PROBLEM TO WORK ON —
Set down each entry again exactly as written.

== PROVIDED INFORMATION ==

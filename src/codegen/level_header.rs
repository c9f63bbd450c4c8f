//! `levels/level_<id>.h`: entity tables, tile classes and the level record
//!
//! Generated names are built from numbers plus fixed segments so that
//! identifiers taken from the project can never make two of them equal:
//!   level_<asset>_entity_<index>_<kind>         entity record
//!   level_<asset>_entity_<index>_<kind>_pt_<k>  point field
//!   level_<asset>_entity_<index>_<kind>_str_<k> string field
//!   level_<asset>_entity_<index>_<kind>_coords  / _strings pointer tables

use super::{brace_list, c_string_literal, check_identifier};
use crate::config::PipelineConfig;
use crate::error::{PipelineError, Result};
use crate::world::{Definitions, ParsedEntity, ParsedLevel};

/// C++ types of the metadata pairs, sized from the config
struct PairTypes {
    point: String,
    string: String,
}

impl PairTypes {
    fn new(config: &PipelineConfig) -> Self {
        let key = format!("bn::string<{}>", config.field_key_max_size);
        Self {
            point: format!("bn::pair<{}, bn::fixed_point>", key),
            string: format!(
                "bn::pair<{}, bn::string<{}>>",
                key, config.string_metadata_max_size
            ),
        }
    }
}

// Kinds are C identifiers and never start with a digit, so the index
// segment is always delimited.
fn entity_var_name(level: &ParsedLevel, entity: &ParsedEntity) -> String {
    format!("level_{}_entity_{}_{}", level.asset_id(), entity.index, entity.kind)
}

fn render_entity(
    out: &mut String,
    level: &ParsedLevel,
    entity: &ParsedEntity,
    types: &PairTypes,
) -> Result<String> {
    let context = format!("level {} entity #{}", level.identifier, entity.index);
    let var = entity_var_name(level, entity);

    let mut coords = Vec::new();
    for (key, point) in &entity.points {
        check_identifier(&context, key)?;
        let name = format!("{}_pt_{}", var, key);
        out.push_str(&format!(
            "    BN_DATA_EWRAM static const {ty} {name} = {ty}({key}, bn::fixed_point({cx}, {cy}));\n",
            ty = types.point,
            name = name,
            key = c_string_literal(key),
            cx = point.cx,
            cy = point.cy,
        ));
        coords.push(format!("&{}", name));
    }

    let mut strings = Vec::new();
    for (key, text) in &entity.strings {
        check_identifier(&context, key)?;
        let name = format!("{}_str_{}", var, key);
        out.push_str(&format!(
            "    BN_DATA_EWRAM static const {ty} {name} = {ty}({key}, {text});\n",
            ty = types.string,
            name = name,
            key = c_string_literal(key),
            text = c_string_literal(text),
        ));
        strings.push(format!("&{}", name));
    }

    let coords_ref = if coords.is_empty() {
        "nullptr".to_string()
    } else {
        let name = format!("{}_coords", var);
        out.push_str(&format!(
            "    BN_DATA_EWRAM static const {} *{}[] = {};\n",
            types.point,
            name,
            brace_list(&coords)
        ));
        name
    };

    let strings_ref = if strings.is_empty() {
        "nullptr".to_string()
    } else {
        let name = format!("{}_strings", var);
        out.push_str(&format!(
            "    BN_DATA_EWRAM static const {} *{}[] = {};\n",
            types.string,
            name,
            brace_list(&strings)
        ));
        name
    };

    out.push_str(&format!("    BN_DATA_EWRAM static const Entity {} = Entity(\n", var));
    out.push_str(&format!("        {},\n", entity.id));
    out.push_str(&format!("        EntityType::{},\n", entity.kind));
    out.push_str(&format!("        {},\n", entity.x));
    out.push_str(&format!("        {},\n", entity.y));
    out.push_str(&format!("        {},\n", coords_ref));
    out.push_str(&format!("        {},\n", strings_ref));
    out.push_str(&format!("        {},\n", coords.len()));
    out.push_str(&format!("        {}\n", strings.len()));
    out.push_str("    );\n\n");

    Ok(var)
}

/// Render one level header.
///
/// Every entity kind must be a member of the generated `EntityType` enum.
pub fn render_level_header(
    level: &ParsedLevel,
    definitions: &Definitions,
    config: &PipelineConfig,
) -> Result<String> {
    let asset_id = level.asset_id();
    let guard = format!("{}_LEVEL_{}_H", config.guard_prefix, asset_id);
    let types = PairTypes::new(config);

    let mut body = String::new();
    let mut entity_refs = Vec::with_capacity(level.entities.len());
    for entity in &level.entities {
        let context = format!("level {} entity #{}", level.identifier, entity.index);
        check_identifier(&context, &entity.kind)?;
        if !definitions.entity_types.contains(&entity.kind) {
            return Err(PipelineError::schema(
                context,
                format!("entity type `{}` is not defined in the project", entity.kind),
            ));
        }
        let var = render_entity(&mut body, level, entity, &types)?;
        entity_refs.push(format!("&{}", var));
    }

    let id = level.id;
    let mut out = String::new();
    out.push_str(&format!("#ifndef {}\n", guard));
    out.push_str(&format!("#define {}\n\n", guard));
    out.push_str(&format!("#include \"bn_regular_bg_items_levels_{}.h\"\n", asset_id));
    out.push_str("#include \"bn_fixed_point.h\"\n");
    out.push_str("#include \"bn_utility.h\"\n");
    out.push_str("#include \"bn_string.h\"\n");
    out.push_str("#include \"level.h\"\n");
    out.push_str("#include \"entity.h\"\n");
    out.push_str("#include \"generated/world_config.h\"\n\n");
    out.push_str(&format!("namespace {} {{\n\n", config.namespace));
    out.push_str(&body);
    out.push_str(&format!(
        "    static const Entity* entities_{}[] = {};\n",
        id,
        brace_list(&entity_refs)
    ));
    out.push_str(&format!(
        "    static const int int_grid_{}[] = {};\n",
        id,
        brace_list(&level.int_grid)
    ));
    out.push_str(&format!("    BN_DATA_EWRAM static Level level_{} = Level(\n", id));
    out.push_str(&format!("        bn::regular_bg_items::levels_{},\n", asset_id));
    out.push_str(&format!("        int_grid_{},\n", id));
    out.push_str(&format!("        {},\n", level.world_x));
    out.push_str(&format!("        {},\n", level.world_y));
    out.push_str(&format!("        entities_{},\n", id));
    out.push_str(&format!("        {}\n", entity_refs.len()));
    out.push_str("    );\n");
    out.push_str("}\n\n");
    out.push_str("#endif\n");
    Ok(out)
}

===

TASK RESULT —
filename src/codegen/level_header.rs
repository c9f63bbd450c4c8f
//! `levels/level_<id>.h`: entity tables, tile classes and the level record
//!
//! Generated names are built from numbers plus fixed segments so that
//! identifiers taken from the project can never make two of them equal:
//!   level_<asset>_entity_<index>_<kind>         entity record
//!   level_<asset>_entity_<index>_<kind>_pt_<k>  point field
//!   level_<asset>_entity_<index>_<kind>_str_<k> string field
//!   level_<asset>_entity_<index>_<kind>_coords  / _strings pointer tables

use super::{brace_list, c_string_literal, check_identifier};
use crate::config::PipelineConfig;
use crate::error::{PipelineError, Result};
use crate::world::{Definitions, ParsedEntity, ParsedLevel};

/// C++ types of the metadata pairs, sized from the config
struct PairTypes {
    point: String,
    string: String,
}

impl PairTypes {
    fn new(config: &PipelineConfig) -> Self {
        let key = format!("bn::string<{}>", config.field_key_max_size);
        Self {
            point: format!("bn::pair<{}, bn::fixed_point>", key),
            string: format!(
                "bn::pair<{}, bn::string<{}>>",
                key, config.string_metadata_max_size
            ),
        }
    }
}

// Kinds are C identifiers and never start with a digit, so the index
// segment is always delimited.
fn entity_var_name(level: &ParsedLevel, entity: &ParsedEntity) -> String {
    format!("level_{}_entity_{}_{}", level.asset_id(), entity.index, entity.kind)
}

fn render_entity(
    out: &mut String,
    level: &ParsedLevel,
    entity: &ParsedEntity,
    types: &PairTypes,
) -> Result<String> {
    let context = format!("level {} entity #{}", level.identifier, entity.index);
    let var = entity_var_name(level, entity);

    let mut coords = Vec::new();
    for (key, point) in &entity.points {
        check_identifier(&context, key)?;
        let name = format!("{}_pt_{}", var, key);
        out.push_str(&format!(
            "    BN_DATA_EWRAM static const {ty} {name} = {ty}({key}, bn::fixed_point({cx}, {cy}));\n",
            ty = types.point,
            name = name,
            key = c_string_literal(key),
            cx = point.cx,
            cy = point.cy,
        ));
        coords.push(format!("&{}", name));
    }

    let mut strings = Vec::new();
    for (key, text) in &entity.strings {
        check_identifier(&context, key)?;
        let name = format!("{}_str_{}", var, key);
        out.push_str(&format!(
            "    BN_DATA_EWRAM static const {ty} {name} = {ty}({key}, {text});\n",
            ty = types.string,
            name = name,
            key = c_string_literal(key),
            text = c_string_literal(text),
        ));
        strings.push(format!("&{}", name));
    }

    let coords_ref = if coords.is_empty() {
        "nullptr".to_string()
    } else {
        let name = format!("{}_coords", var);
        out.push_str(&format!(
            "    BN_DATA_EWRAM static const {} *{}[] = {};\n",
            types.point,
            name,
            brace_list(&coords)
        ));
        name
    };

    let strings_ref = if strings.is_empty() {
        "nullptr".to_string()
    } else {
        let name = format!("{}_strings", var);
        out.push_str(&format!(
            "    BN_DATA_EWRAM static const {} *{}[] = {};\n",
            types.string,
            name,
            brace_list(&strings)
        ));
        name
    };

    out.push_str(&format!("    BN_DATA_EWRAM static const Entity {} = Entity(\n", var));
    out.push_str(&format!("        {},\n", entity.id));
    out.push_str(&format!("        EntityType::{},\n", entity.kind));
    out.push_str(&format!("        {},\n", entity.x));
    out.push_str(&format!("        {},\n", entity.y));
    out.push_str(&format!("        {},\n", coords_ref));
    out.push_str(&format!("        {},\n", strings_ref));
    out.push_str(&format!("        {},\n", coords.len()));
    out.push_str(&format!("        {}\n", strings.len()));
    out.push_str("    );\n\n");

    Ok(var)
}

/// Render one level header.
///
/// Every entity kind must be a member of the generated `EntityType` enum.
pub fn render_level_header(
    level: &ParsedLevel,
    definitions: &Definitions,
    config: &PipelineConfig,
) -> Result<String> {
    let asset_id = level.asset_id();
    let guard = format!("{}_LEVEL_{}_H", config.guard_prefix, asset_id);
    let types = PairTypes::new(config);

    let mut body = String::new();
    let mut entity_refs = Vec::with_capacity(level.entities.len());
    for entity in &level.entities {
        let context = format!("level {} entity #{}", level.identifier, entity.index);
        check_identifier(&context, &entity.kind)?;
        if !definitions.entity_types.contains(&entity.kind) {
            return Err(PipelineError::schema(
                context,
                format!("entity type `{}` is not defined in the project", entity.kind),
            ));
        }
        let var = render_entity(&mut body, level, entity, &types)?;
        entity_refs.push(format!("&{}", var));
    }

    let id = level.id;
    let mut out = String::new();
    out.push_str(&format!("#ifndef {}\n", guard));
    out.push_str(&format!("#define {}\n\n", guard));
    out.push_str(&format!("#include \"bn_regular_bg_items_levels_{}.h\"\n", asset_id));
    out.push_str("#include \"bn_fixed_point.h\"\n");
    out.push_str("#include \"bn_utility.h\"\n");
    out.push_str("#include \"bn_string.h\"\n");
    out.push_str("#include \"level.h\"\n");
    out.push_str("#include \"entity.h\"\n");
    out.push_str("#include \"generated/world_config.h\"\n\n");
    out.push_str(&format!("namespace {} {{\n\n", config.namespace));
    out.push_str(&body);
    out.push_str(&format!(
        "    static const Entity* entities_{}[] = {};\n",
        id,
        brace_list(&entity_refs)
    ));
    out.push_str(&format!(
        "    static const int int_grid_{}[] = {};\n",
        id,
        brace_list(&level.int_grid)
    ));
    out.push_str(&format!("    BN_DATA_EWRAM static Level level_{} = Level(\n", id));
    out.push_str(&format!("        bn::regular_bg_items::levels_{},\n", asset_id));
    out.push_str(&format!("        int_grid_{},\n", id));
    out.push_str(&format!("        {},\n", level.world_x));
    out.push_str(&format!("        {},\n", level.world_y));
    out.push_str(&format!("        entities_{},\n", id));
    out.push_str(&format!("        {}\n", entity_refs.len()));
    out.push_str("    );\n");
    out.push_str("}\n\n");
    out.push_str("#endif\n");
    Ok(out)
}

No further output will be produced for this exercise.